Il me fait visiter certaines pièces de l’intérieur, vaste, immense, sans fin. Il me montre son salon, canapés d’angle en cuir, table basse en onyx, écran plat fiché dans le mur en pierre ; sa mini-salle de cinéma remplie de LED ; une grande salle à manger que je trouve froide (il m’emmène vite ailleurs) ; le long couloir avec le grand miroir, les tableaux (il me cite leurs auteurs, visiblement connus et réputés) et à la fin, il me fait monter à l’étage, dans sa chambre.
Sa chambre ressemble à celle d’un catalogue de déco : parfaite mais impersonnelle, hormis un tiroir où il range des photos : un ours en peluche perché sur un fauteuil roulant, un dressing rempli de chemises, de dizaines de chemises, avec une ombre (celle de Christian?) qui se dessine dans le couloir, un château en ruine, une chouette ou un hibou, un élastique cassé, une haltère, une poche plastique fichée sur un poteau et gonflée par un courant d’air, un ours en peluche éventré…
— Pourquoi… toutes ces photos ?
— Elles me rappellent certaines choses, explique-t-il.

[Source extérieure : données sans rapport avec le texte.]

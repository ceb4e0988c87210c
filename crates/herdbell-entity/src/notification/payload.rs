//! Structured notification payloads.

use std::collections::BTreeSet;

use chrono::NaiveDate;
use serde::{Deserialize, Serialize};

/// A feed item below its minimum stock level, as stored in a notification.
#[derive(Debug, Clone, PartialEq, Serialize, Deserialize)]
pub struct FeedItemSummary {
    /// Feed item identifier in the stock store.
    pub id: String,
    /// Display name (e.g. "Silage").
    pub name: String,
    /// Stock on hand at detection time.
    pub current_stock: f64,
    /// Threshold configured for the item.
    pub minimum_stock_level: f64,
    /// Unit of measure, if the stock store provides one.
    #[serde(default, skip_serializing_if = "Option::is_none")]
    pub unit: Option<String>,
}

impl FeedItemSummary {
    /// How far the stock is below its minimum (zero when exactly at it).
    pub fn deficit(&self) -> f64 {
        (self.minimum_stock_level - self.current_stock).max(0.0)
    }

    /// Stock is under half of the minimum level.
    pub fn is_critical(&self) -> bool {
        self.deficit() * 2.0 > self.minimum_stock_level
    }
}

/// An animal with a due or overdue event, as stored in a notification.
#[derive(Debug, Clone, PartialEq, Eq, Serialize, Deserialize)]
pub struct CowSummary {
    /// Animal identifier in the herd register.
    pub cow_id: String,
    /// Ear tag / herd number shown to users.
    pub cow_no: String,
    /// Date the event is due (PD, vaccination, delivery, insemination).
    pub due_date: NaiveDate,
    /// Whole days from the detection date to `due_date`; negative when overdue.
    pub days_remaining: i64,
    /// `days_remaining < 0`.
    pub overdue: bool,
    /// Vaccine name for vaccination reminders.
    #[serde(default, skip_serializing_if = "Option::is_none")]
    pub vaccine: Option<String>,
}

impl CowSummary {
    /// Identity of the affected entity. Vaccination reminders pair the
    /// animal with the vaccine, since one cow can be due for several.
    pub fn entity_id(&self) -> String {
        match &self.vaccine {
            Some(vaccine) => format!("{}/{}", self.cow_id, vaccine.to_lowercase()),
            None => self.cow_id.clone(),
        }
    }
}

/// Type-specific payload of a notification.
///
/// Serialized as `{"items": [...]}` for feed notifications and
/// `{"cows": [...]}` for every cattle notification.
#[derive(Debug, Clone, PartialEq, Serialize, Deserialize)]
#[serde(untagged)]
pub enum NotificationData {
    /// Feed items at or below their minimum stock level.
    Items {
        /// Affected feed items, most depleted first.
        items: Vec<FeedItemSummary>,
    },
    /// Animals with an upcoming or overdue event.
    Cows {
        /// Affected animals, most urgent first.
        cows: Vec<CowSummary>,
    },
}

impl NotificationData {
    /// Number of affected entities in the payload.
    pub fn affected_count(&self) -> usize {
        match self {
            Self::Items { items } => items.len(),
            Self::Cows { cows } => cows.len(),
        }
    }

    /// Identifiers of the affected entities, in payload order.
    pub fn entity_ids(&self) -> Vec<String> {
        match self {
            Self::Items { items } => items.iter().map(|i| i.id.clone()).collect(),
            Self::Cows { cows } => cows.iter().map(CowSummary::entity_id).collect(),
        }
    }

    /// Every entity of `other` is also affected here, plus at least one more.
    pub fn is_strict_superset_of(&self, other: &NotificationData) -> bool {
        let ours: BTreeSet<String> = self.entity_ids().into_iter().collect();
        let theirs: BTreeSet<String> = other.entity_ids().into_iter().collect();
        ours.len() > theirs.len() && ours.is_superset(&theirs)
    }
}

J’en attrape une au hasard : le Mont Saint-Michel.
— Celle-là, elle t’évoque quoi ?
Il réfléchit quelques instants (il rayonne presque, quand il réfléchit) et explique, énigmatique :
— Une issue incertaine.
— D’accord, Monsieur Mystère, dis-je avec un sourire. Pourquoi il n’y a pas de gens sur ces photos ?
Il secoue la tête.
— Les gens mentent. Seuls les objets sont sincères.
— C’est profond…
Il rit légèrement et j’ai soudain très, très envie de l’embrasser. Je le pousse sans crier gare sur le lit, il s’affaisse en souriant et je grimpe sur lui pour le plaquer, le forcer à rester immobile, bien que je sache qu’il pourrait me repousser aisément, comme une poupée de chiffon. Nous nous embrassons pendant quelques minutes, puis je lui caresse les cheveux en poussant des sortes de ronronnements. Christian, lui, semble paisible et heureux.